▶ TASK TO COMPLETE
Scan the records below for the line with "return true;" and the line with "use std::sync::Arc;". Repeat those two lines and every line between them exactly, and nothing else.

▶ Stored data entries

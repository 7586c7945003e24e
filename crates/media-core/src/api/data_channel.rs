//! JSON fragments for conference data-channel notifications.
//!
//! Two message kinds are sent to receivers over the SCTP data channel:
//! the last-N endpoint list (`LastNEndpointsChangeEvent`) and the
//! endpoint-to-SSRC map (`UserMediaMap`). Both are assembled piecewise
//! into a bounded [`StringBuilder`] so an oversized conference can never
//! blow past the data-channel MTU; key names and ordering are part of
//! the wire contract with clients.

use infra_common::strings::StringBuilder;

use crate::types::Ssrc;

/// Data-channel payloads are capped at 1024 bytes.
pub const MESSAGE_CAPACITY: usize = 1024;

/// Builder sized for one data-channel payload.
pub type DataChannelMessageBuilder = StringBuilder<MESSAGE_CAPACITY>;

pub(crate) fn make_last_n_start(out: &mut DataChannelMessageBuilder) {
    out.append("{\"colibriClass\":\"LastNEndpointsChangeEvent\",\"lastNEndpoints\":[");
}

pub(crate) fn make_last_n_append(
    out: &mut DataChannelMessageBuilder,
    endpoint_id: &str,
    is_first: bool,
) {
    if !is_first {
        out.append(",");
    }
    out.append("\"").append(endpoint_id).append("\"");
}

pub(crate) fn make_last_n_end(out: &mut DataChannelMessageBuilder) {
    out.append("]}");
}

pub(crate) fn make_user_media_map_start(out: &mut DataChannelMessageBuilder) {
    out.append("{\"colibriClass\":\"UserMediaMap\",\"endpoints\":[");
}

pub(crate) fn make_user_media_map_endpoint_start(
    out: &mut DataChannelMessageBuilder,
    endpoint_id: &str,
    is_first: bool,
) {
    if !is_first {
        out.append(",");
    }
    out.append("{\"endpoint\":\"").append(endpoint_id).append("\",\"ssrcs\":[");
}

pub(crate) fn add_user_media_ssrc(out: &mut DataChannelMessageBuilder, ssrc: Ssrc, is_first: bool) {
    if !is_first {
        out.append(",");
    }
    out.append_unsigned(u64::from(ssrc));
}

pub(crate) fn make_user_media_map_endpoint_end(out: &mut DataChannelMessageBuilder) {
    out.append("]}");
}

pub(crate) fn make_user_media_map_end(out: &mut DataChannelMessageBuilder) {
    out.append("]}");
}
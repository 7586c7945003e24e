//! Torn-read-free snapshot publication from one writer to many readers.
//!
//! [`Publish`] rotates a new snapshot through `SLOTS` buffers. The writer
//! copies into a slot no reader currently holds and then flips the active
//! index, so a reader always observes either the previous or a newer
//! *complete* snapshot. The writer never waits on a lock: a slot that a
//! reader is still draining is simply skipped. With `SLOTS` at least one
//! larger than the number of concurrent reader threads there is always a
//! free slot to write into.

use parking_lot::Mutex;
use std::sync::atomic::{AtomicUsize, Ordering};

const NO_SNAPSHOT: usize = usize::MAX;

/// Multi-slot single-writer snapshot cell.
pub struct Publish<T, const SLOTS: usize> {
    slots: [Mutex<T>; SLOTS],
    active: AtomicUsize,
}

impl<T: Clone + Default, const SLOTS: usize> Publish<T, SLOTS> {
    pub fn new() -> Self {
        Self {
            slots: std::array::from_fn(|_| Mutex::new(T::default())),
            active: AtomicUsize::new(NO_SNAPSHOT),
        }
    }

    /// Publish a new snapshot. Returns `false` when every non-active slot
    /// was held by a reader and the snapshot was discarded; the previous
    /// one stays visible. Single writer only.
    pub fn write(&self, value: T) -> bool {
        let active = self.active.load(Ordering::Relaxed);
        for (idx, slot) in self.slots.iter().enumerate() {
            if idx == active {
                continue;
            }
            if let Some(mut guard) = slot.try_lock() {
                *guard = value;
                drop(guard);
                self.active.store(idx, Ordering::Release);
                return true;
            }
        }
        false
    }

    /// Read the most recently published snapshot, or `None` before the
    /// first `write`. Safe from any thread; never blocks the writer.
    pub fn read(&self) -> Option<T> {
        let active = self.active.load(Ordering::Acquire);
        if active == NO_SNAPSHOT {
            return None;
        }
        Some(self.slots[active].lock().clone())
    }
}

impl<T: Clone + Default, const SLOTS: usize> Default for Publish<T, SLOTS> {
    fn default() -> Self {
        Self::new()
    }
}

#[cfg(test)]
mod tests {
    use super::*;
    use std::sync::Arc;

    #[test]
    fn empty_until_first_write() {
        let cell: Publish<u64, 3> = Publish::new();
        assert_eq!(cell.read(), None);
        assert!(cell.write(7));
        assert_eq!(cell.read(), Some(7));
    }

    #[test]
    fn later_writes_replace_earlier_ones() {
        let cell: Publish<Vec<u32>, 3> = Publish::new();
        for i in 0..20u32 {
            assert!(cell.write(vec![i; 4]));
            assert_eq!(cell.read(), Some(vec![i; 4]));
        }
    }

    #[test]
    fn concurrent_readers_never_observe_torn_snapshots() {
        #[derive(Clone, Default)]
        struct Pair {
            a: u64,
            b: u64,
        }

        let cell: Arc<Publish<Pair, 6>> = Arc::new(Publish::new());
        let writer = {
            let cell = cell.clone();
            std::thread::spawn(move || {
                for i in 1..=50_000u64 {
                    cell.write(Pair { a: i, b: i * 2 });
                }
            })
        };

        let readers: Vec<_> = (0..4)
            .map(|_| {
                let cell = cell.clone();
                std::thread::spawn(move || {
                    for _ in 0..20_000 {
                        if let Some(pair) = cell.read() {
                            assert_eq!(pair.b, pair.a * 2);
                        }
                    }
                })
            })
            .collect();

        writer.join().unwrap();
        for reader in readers {
            reader.join().unwrap();
        }
    }
}
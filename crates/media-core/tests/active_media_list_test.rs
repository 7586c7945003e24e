//! Engine-level tests driving the active media list through its public
//! surface: level ingest, tick processing, dominant-speaker arbitration
//! and the data-channel payloads receivers see.

use std::collections::HashMap;

use switchboard_media_core::{
    ActiveMediaConfig, ActiveMediaList, AudioLevelSample, DataChannelMessageBuilder,
    EndpointIdHash, SimulcastLevel, SimulcastStream, Ssrc, VideoStreamHandle,
};

const A: EndpointIdHash = 0xa;
const B: EndpointIdHash = 0xb;
const C: EndpointIdHash = 0xc;
const D: EndpointIdHash = 0xd;

const NS_PER_MS: u64 = 1_000_000;

fn at(ms: u64) -> u64 {
    ms * NS_PER_MS
}

fn video_levels(count: usize) -> Vec<SimulcastLevel> {
    (0..count as u32).map(|i| SimulcastLevel::new(9000 + 2 * i, 9001 + 2 * i)).collect()
}

fn engine(audio_ssrcs: &[Ssrc], default_last_n: u32) -> ActiveMediaList {
    let config = ActiveMediaConfig { default_last_n, ..Default::default() };
    ActiveMediaList::new(7, audio_ssrcs, &video_levels(default_last_n as usize + 3), config)
        .unwrap()
}

fn camera(ssrc: Ssrc) -> SimulcastStream {
    SimulcastStream::camera(vec![SimulcastLevel::new(ssrc, ssrc + 1)])
}

fn slides(ssrc: Ssrc) -> SimulcastStream {
    SimulcastStream::slides(vec![SimulcastLevel::new(ssrc, ssrc + 1)])
}

fn camera_handle(endpoint_id: &str, ssrc: Ssrc) -> VideoStreamHandle {
    VideoStreamHandle {
        endpoint_id: endpoint_id.to_string(),
        simulcast_stream: camera(ssrc),
        secondary_simulcast_stream: None,
        pin_ssrc: None,
    }
}

fn sample(endpoint_id_hash: EndpointIdHash, level: u8) -> AudioLevelSample {
    AudioLevelSample { endpoint_id_hash, level, ptt: false }
}

#[test]
fn a_speaker_takes_the_dominant_position_from_a_silent_incumbent() {
    let mut list = engine(&[1000, 1001], 2);
    // B joins first and seeds the dominant-speaker position, then stays
    // silent while A talks.
    assert!(list.add_audio_participant(B));
    assert!(list.add_audio_participant(A));
    assert_eq!(list.dominant_speaker(), B);

    let producer = list.level_producer();
    let mut changes = Vec::new();
    for tick in 1..=210u64 {
        let now = at(tick * 10);
        producer.push(sample(A, 80));
        let result = list.process(now);
        if result.dominant_speaker_changed {
            changes.push(now);
        }
    }

    // The switch happens on the first tick the switch window allows and
    // immediately, because the incumbent has no audible history.
    assert_eq!(changes, vec![at(1980)]);
    assert_eq!(list.dominant_speaker(), A);
    assert_eq!(list.talker_reader().dominant_speaker(), A);
}

#[test]
fn challenger_needs_three_wins_and_a_clear_margin() {
    let mut list = engine(&[1000, 1001], 2);
    assert!(list.add_audio_participant(A));
    assert!(list.add_audio_participant(B));
    let producer = list.level_producer();

    // A talks, B idles quietly; B's noise floor settles low.
    for tick in 1..=300u64 {
        producer.push(sample(A, 80));
        producer.push(sample(B, 10));
        let result = list.process(at(tick * 10));
        assert!(!result.dominant_speaker_changed);
    }
    assert_eq!(list.dominant_speaker(), A);

    // B starts shouting. Two winning ticks are not enough.
    let mut changes = Vec::new();
    for tick in 301..=303u64 {
        let now = at(tick * 10);
        producer.push(sample(B, 120));
        producer.push(sample(A, 70));
        if list.process(now).dominant_speaker_changed {
            changes.push(now);
        }
    }
    // The third consecutive win, with the margin and the switch window
    // satisfied, flips the position.
    assert_eq!(changes, vec![at(3030)]);
    assert_eq!(list.dominant_speaker(), B);

    // Law: no second switch can land before the 2 s window has passed,
    // however loud the new challenger is.
    let mut changes = Vec::new();
    for tick in 304..=520u64 {
        let now = at(tick * 10);
        producer.push(sample(A, 120));
        if list.process(now).dominant_speaker_changed {
            changes.push(now);
        }
    }
    assert_eq!(changes, vec![at(5030)]);
    assert!(at(5030) - at(3030) >= at(2000));
    assert_eq!(list.dominant_speaker(), A);
}

#[test]
fn process_is_idempotent_within_the_tick_interval() {
    let mut list = engine(&[1000, 1001], 2);
    list.add_audio_participant(B);
    list.add_audio_participant(A);
    let producer = list.level_producer();

    for tick in 1..=200u64 {
        producer.push(sample(A, 80));
        list.process(at(tick * 10));
    }
    let dominant = list.dominant_speaker();
    let talkers = list.active_talkers();

    // Re-running inside the same window is a no-op.
    let result = list.process(at(2000));
    assert!(!result.dominant_speaker_changed);
    assert!(!result.user_media_map_changed);
    let result = list.process(at(2004));
    assert!(!result.dominant_speaker_changed);
    assert_eq!(list.dominant_speaker(), dominant);
    assert_eq!(list.active_talkers(), talkers);
}

#[test]
fn dominant_speaker_switch_refreshes_the_video_rotation() {
    let mut list = engine(&[1000, 1001], 1); // video rotation capacity 2
    assert!(list.add_audio_participant(B));
    assert!(list.add_audio_participant(A));
    // Three video senders; the rotation can hold two.
    assert!(list.add_video_participant(A, camera(600), None));
    assert!(list.add_video_participant(C, camera(610), None));
    assert!(list.add_video_participant(D, camera(620), None));
    assert!(!list.is_in_active_video_list(D) || !list.is_in_active_video_list(A));

    let producer = list.level_producer();
    let mut media_map_changed = false;
    for tick in 1..=210u64 {
        producer.push(sample(A, 80));
        let result = list.process(at(tick * 10));
        media_map_changed |= result.user_media_map_changed;
    }

    // A became dominant and was hoisted to the rotation's tail.
    assert_eq!(list.dominant_speaker(), A);
    assert!(media_map_changed);
    assert!(list.is_in_active_video_list(A));
    assert!(list.video_ssrc_rewrite_map().contains_key(&A));
}

#[test]
fn screen_share_mapping_lifecycle() {
    let mut list = engine(&[1000], 3);
    let reserved = 9000; // first constructed level is reserved at build time

    assert!(list.add_video_participant(A, slides(777), None));
    let (holder, mapping) = *list.video_screen_share_ssrc_mapping().unwrap();
    assert_eq!(holder, A);
    assert_eq!(mapping.ssrc, 777);
    assert_eq!(mapping.rewrite_ssrc, reserved);

    assert!(list.remove_video_participant(A));
    assert!(list.video_screen_share_ssrc_mapping().is_none());

    // The reserved rewrite SSRC survives holders coming and going.
    assert!(list.add_video_participant(B, slides(888), None));
    assert_eq!(list.video_screen_share_ssrc_mapping().unwrap().1.rewrite_ssrc, reserved);
}

#[test]
fn last_n_message_puts_the_pin_target_first_and_skips_the_receiver() {
    let mut list = engine(&[1000], 3); // rotation capacity 4
    assert!(list.add_video_participant(D, camera(600), None));
    assert!(list.add_video_participant(C, camera(610), None));
    assert!(list.add_video_participant(B, camera(620), None));
    assert!(list.add_video_participant(A, camera(630), None));

    let mut streams = HashMap::new();
    streams.insert(A, camera_handle("endpoint-a", 630));
    streams.insert(B, camera_handle("endpoint-b", 620));
    streams.insert(C, camera_handle("endpoint-c", 610));
    streams.insert(D, camera_handle("endpoint-d", 600));

    let mut out = DataChannelMessageBuilder::new();
    assert!(list.make_last_n_list_message(3, A, D, &streams, &mut out));
    assert!(!out.has_overflowed());

    let message: serde_json::Value = serde_json::from_str(out.as_str()).unwrap();
    assert_eq!(message["colibriClass"], "LastNEndpointsChangeEvent");
    let endpoints: Vec<&str> =
        message["lastNEndpoints"].as_array().unwrap().iter().map(|v| v.as_str().unwrap()).collect();
    assert_eq!(endpoints, vec!["endpoint-d", "endpoint-c", "endpoint-b"]);
}

#[test]
fn last_n_message_counts_entries_without_a_resolvable_stream() {
    let mut list = engine(&[1000], 3);
    // E joins first (ends up deepest in the rotation walk), then B and C.
    let e: EndpointIdHash = 0xe;
    assert!(list.add_video_participant(e, camera(600), None));
    assert!(list.add_video_participant(B, camera(610), None));
    assert!(list.add_video_participant(C, camera(620), None));

    // E has no stream handle, but still consumes one of the two slots.
    let mut streams = HashMap::new();
    streams.insert(B, camera_handle("endpoint-b", 610));
    streams.insert(C, camera_handle("endpoint-c", 620));

    let mut out = DataChannelMessageBuilder::new();
    assert!(list.make_last_n_list_message(2, A, 0, &streams, &mut out));
    let message: serde_json::Value = serde_json::from_str(out.as_str()).unwrap();
    let endpoints: Vec<&str> =
        message["lastNEndpoints"].as_array().unwrap().iter().map(|v| v.as_str().unwrap()).collect();
    assert_eq!(endpoints, vec!["endpoint-b"]);
}

#[test]
fn user_media_map_carries_an_off_list_pin_on_the_receivers_pin_ssrc() {
    let mut list = engine(&[1000], 3);
    assert!(list.add_video_participant(B, camera(610), None));
    assert!(list.add_video_participant(C, camera(620), None));

    let pin_level = SimulcastLevel::new(9999, 10000);
    let mut receiver = camera_handle("endpoint-a", 630);
    receiver.pin_ssrc = Some(pin_level);

    let mut streams = HashMap::new();
    streams.insert(A, receiver);
    streams.insert(B, camera_handle("endpoint-b", 610));
    streams.insert(C, camera_handle("endpoint-c", 620));
    // D sends video but is not in the active video rotation.
    streams.insert(D, camera_handle("endpoint-d", 640));

    let rewrite_b = list.video_ssrc_rewrite_map()[&B].ssrc;
    let rewrite_c = list.video_ssrc_rewrite_map()[&C].ssrc;

    let mut out = DataChannelMessageBuilder::new();
    assert!(list.make_user_media_map_message(3, A, D, &streams, &mut out));
    assert!(!out.has_overflowed());

    let message: serde_json::Value = serde_json::from_str(out.as_str()).unwrap();
    assert_eq!(message["colibriClass"], "UserMediaMap");
    let endpoints = message["endpoints"].as_array().unwrap();
    assert_eq!(endpoints.len(), 3);

    assert_eq!(endpoints[0]["endpoint"], "endpoint-d");
    assert_eq!(endpoints[0]["ssrcs"].as_array().unwrap(), &[serde_json::json!(9999)]);
    assert_eq!(endpoints[1]["endpoint"], "endpoint-b");
    assert_eq!(endpoints[1]["ssrcs"].as_array().unwrap(), &[serde_json::json!(rewrite_b)]);
    assert_eq!(endpoints[2]["endpoint"], "endpoint-c");
    assert_eq!(endpoints[2]["ssrcs"].as_array().unwrap(), &[serde_json::json!(rewrite_c)]);
}

#[test]
fn user_media_map_reports_video_and_screen_share_rewrites_together() {
    let mut list = engine(&[1000], 3);
    // B sends camera video and slides at the same time.
    assert!(list.add_video_participant(B, camera(610), Some(slides(777))));

    let mut streams = HashMap::new();
    streams.insert(A, camera_handle("endpoint-a", 630));
    streams.insert(B, camera_handle("endpoint-b", 610));

    let rewrite_b = list.video_ssrc_rewrite_map()[&B].ssrc;
    let screen_rewrite = list.video_screen_share_ssrc_mapping().unwrap().1.rewrite_ssrc;

    let mut out = DataChannelMessageBuilder::new();
    assert!(list.make_user_media_map_message(3, A, 0, &streams, &mut out));

    let message: serde_json::Value = serde_json::from_str(out.as_str()).unwrap();
    let endpoints = message["endpoints"].as_array().unwrap();
    assert_eq!(endpoints.len(), 1);
    assert_eq!(endpoints[0]["endpoint"], "endpoint-b");
    assert_eq!(
        endpoints[0]["ssrcs"].as_array().unwrap(),
        &[serde_json::json!(rewrite_b), serde_json::json!(screen_rewrite)]
    );
}

#[test]
fn message_builders_reject_out_of_range_last_n() {
    let list = engine(&[1000], 3);
    let streams = HashMap::new();
    let mut out = DataChannelMessageBuilder::new();
    assert!(!list.make_last_n_list_message(0, A, 0, &streams, &mut out));
    assert!(!list.make_last_n_list_message(4, A, 0, &streams, &mut out));
    assert!(!list.make_user_media_map_message(0, A, 0, &streams, &mut out));
    assert!(!list.make_user_media_map_message(4, A, 0, &streams, &mut out));
}

#[test]
fn oversized_last_n_message_latches_the_overflow_flag() {
    let mut list = engine(&[1000], 3);
    assert!(list.add_video_participant(B, camera(610), None));
    assert!(list.add_video_participant(C, camera(620), None));
    assert!(list.add_video_participant(D, camera(630), None));

    let long_b = "b".repeat(400);
    let long_c = "c".repeat(400);
    let long_d = "d".repeat(400);
    let mut streams = HashMap::new();
    streams.insert(B, camera_handle(&long_b, 610));
    streams.insert(C, camera_handle(&long_c, 620));
    streams.insert(D, camera_handle(&long_d, 630));

    let mut out = DataChannelMessageBuilder::new();
    // The builder reports success with whatever fit; the caller checks
    // the overflow latch.
    assert!(list.make_last_n_list_message(3, A, 0, &streams, &mut out));
    assert!(out.has_overflowed());
    assert!(out.len() <= 1024);
}

#[test]
fn active_talkers_surface_score_noise_and_ptt() {
    let mut list = engine(&[1000, 1001], 2);
    assert!(list.add_audio_participant(A));
    let producer = list.level_producer();

    // Quiet-but-unmuted audio drags A's noise floor down.
    for tick in 1..=30u64 {
        producer.push(sample(A, 10));
        list.process(at(tick * 10));
    }
    assert!(list.active_talkers().is_empty());

    // Loud audio over a low floor clears the silence threshold.
    for tick in 31..=35u64 {
        producer.push(sample(A, 90));
        list.process(at(tick * 10));
    }
    let talkers = list.active_talkers();
    assert_eq!(talkers.len(), 1);
    assert_eq!(talkers[0].endpoint_id_hash, A);
    assert!(!talkers[0].is_ptt);
    assert!(talkers[0].score > talkers[0].noise_level);

    // Push-to-talk pins the noise floor and is reported as such.
    for tick in 36..=40u64 {
        producer.push(AudioLevelSample { endpoint_id_hash: A, level: 120, ptt: true });
        list.process(at(tick * 10));
    }
    let talkers = list.active_talkers();
    assert_eq!(talkers.len(), 1);
    assert!(talkers[0].is_ptt);

    // Snapshot reads work from another thread without touching the engine.
    let reader = list.talker_reader();
    let handle = std::thread::spawn(move || (reader.active_talkers(), reader.dominant_speaker()));
    let (seen, dominant) = handle.join().unwrap();
    assert_eq!(seen.len(), 1);
    assert_eq!(seen[0].endpoint_id_hash, A);
    assert_eq!(dominant, A);
}

#[test]
fn rtp_header_extension_levels_are_inverted_on_ingest() {
    let mut list = engine(&[1000, 1001], 2);
    assert!(list.add_audio_participant(B));
    assert!(list.add_audio_participant(A));
    let producer = list.level_producer();

    for tick in 1..=210u64 {
        // 27 dB below overload is loud speech; out-of-range values are
        // dropped at the producer.
        producer.push_rtp_level(A, 27, false);
        producer.push_rtp_level(A, 255, false);
        list.process(at(tick * 10));
    }
    assert_eq!(list.dominant_speaker(), A);
}

#[test]
fn ingest_overflow_drops_samples_without_blocking() {
    let mut list = engine(&[1000], 2);
    assert!(list.add_audio_participant(A));
    let producer = list.level_producer();

    // Far more samples than the ingest queue holds; pushes never block.
    for _ in 0..40_000u32 {
        producer.push(sample(A, 80));
    }
    list.process(at(2000));
    assert_eq!(list.dominant_speaker(), A);

    // The queue keeps working after the overflow.
    producer.push(sample(A, 80));
    list.process(at(2010));
}
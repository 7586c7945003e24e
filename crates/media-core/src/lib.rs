//! # Media core for the Switchboard conference bridge
//!
//! `media-core` hosts the per-conference media selection engine. Its
//! centerpiece is the [`ActiveMediaList`]: the dominant-speaker detection
//! and active-talker ranking engine of the selective forwarding unit,
//! together with the synthetic SSRC pools it recycles across speaker
//! transitions and the data-channel notifications it renders for each
//! receiver.
//!
//! ## Core components
//!
//! - **[`ActiveMediaList`]**: speaker scoring, dominant-speaker
//!   arbitration, bounded active-audio/active-video rotations with SSRC
//!   rewrite pools
//! - **[`AudioLevelProducer`]**: lock-free ingest handle for RTP worker
//!   threads feeding per-packet audio levels
//! - **[`ActiveTalkerReader`]**: snapshot handle letting API threads read
//!   the current talker set without touching the engine thread
//! - **Data-channel builders**: bounded JSON payloads telling each
//!   receiver which endpoints and SSRCs it is currently subscribed to
//!
//! ## Threading
//!
//! The engine is single-writer: one media-engine thread owns the
//! `&mut ActiveMediaList` and with it every mutating entry point. RTP
//! workers only push level samples through their producer handle and API
//! threads only read published snapshots, so no call in this crate blocks
//! the engine loop.
//!
//! ## Quick start
//!
//! ```rust,ignore
//! use switchboard_media_core::{ActiveMediaConfig, ActiveMediaList, SimulcastLevel};
//!
//! let audio_ssrcs = vec![0xa000, 0xa001, 0xa002];
//! let video_ssrcs: Vec<SimulcastLevel> = allocate_video_ssrcs();
//! let mut list = ActiveMediaList::new(1, &audio_ssrcs, &video_ssrcs, ActiveMediaConfig::default())?;
//!
//! let producer = list.level_producer(); // hand to RTP workers
//! let reader = list.talker_reader();    // hand to API threads
//!
//! loop {
//!     let result = list.process(now_ns());
//!     if result.dominant_speaker_changed {
//!         // re-send last-N / user-media-map messages to receivers
//!     }
//! }
//! ```

pub mod api;
pub mod config;
pub mod engine;
pub mod error;
pub mod types;

// Re-export core types
pub use config::ActiveMediaConfig;
pub use engine::active_media_list::{
    ActiveMediaList, ActiveTalkerReader, AudioLevelProducer, ProcessResult,
    VideoScreenShareSsrcMapping, MAX_PARTICIPANTS, SSRC_REWRITE_ARRAY_SIZE,
};
pub use error::{Error, Result};
pub use types::{
    endpoint_id_hash, ActiveTalker, AudioLevelSample, EndpointIdHash, SimulcastLevel,
    SimulcastStream, Ssrc, StreamContentType, VideoStreamHandle,
};

// Re-export the bounded builder the data-channel payloads are written into
pub use api::data_channel::DataChannelMessageBuilder;
pub use infra_common::strings::StringBuilder;
//! Error and result types shared by the infrastructure layer.

use thiserror::Error;

/// Result type alias for infrastructure operations
pub type Result<T> = std::result::Result<T, Error>;

/// Errors raised by infrastructure components
#[derive(Debug, Error)]
pub enum Error {
    /// Invalid configuration value
    #[error("configuration error: {0}")]
    Config(String),

    /// A component failed to initialize
    #[error("initialization error: {0}")]
    Init(String),
}

impl Error {
    /// Create a new configuration error
    pub fn config(details: impl Into<String>) -> Self {
        Self::Config(details.into())
    }

    /// Create a new initialization error
    pub fn init(details: impl Into<String>) -> Self {
        Self::Init(details.into())
    }
}
//! Error handling for the media selection engine.
//!
//! Runtime conditions (pool exhaustion, duplicate adds, unknown removes)
//! are reported through boolean returns on the engine itself and never
//! escape as errors; this module covers the fallible construction path.

use thiserror::Error;

/// Result type alias for media-core operations
pub type Result<T> = std::result::Result<T, Error>;

/// Errors produced by the media selection engine
#[derive(Debug, Error)]
pub enum Error {
    /// Invalid engine configuration
    #[error("invalid engine configuration: {details}")]
    InvalidConfig { details: String },
}

impl Error {
    /// Create a new invalid configuration error
    pub fn invalid_config(details: impl Into<String>) -> Self {
        Self::InvalidConfig { details: details.into() }
    }
}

▶ RESULT FOR THIS TASK
                return true;
            }
        }
        false
    }

    /// Read the most recently published snapshot, or `None` before the
    /// first `write`. Safe from any thread; never blocks the writer.
    pub fn read(&self) -> Option<T> {
        let active = self.active.load(Ordering::Acquire);
        if active == NO_SNAPSHOT {
            return None;
        }
        Some(self.slots[active].lock().clone())
    }
}

impl<T: Clone + Default, const SLOTS: usize> Default for Publish<T, SLOTS> {
    fn default() -> Self {
        Self::new()
    }
}

#[cfg(test)]
mod tests {
    use super::*;
    use std::sync::Arc;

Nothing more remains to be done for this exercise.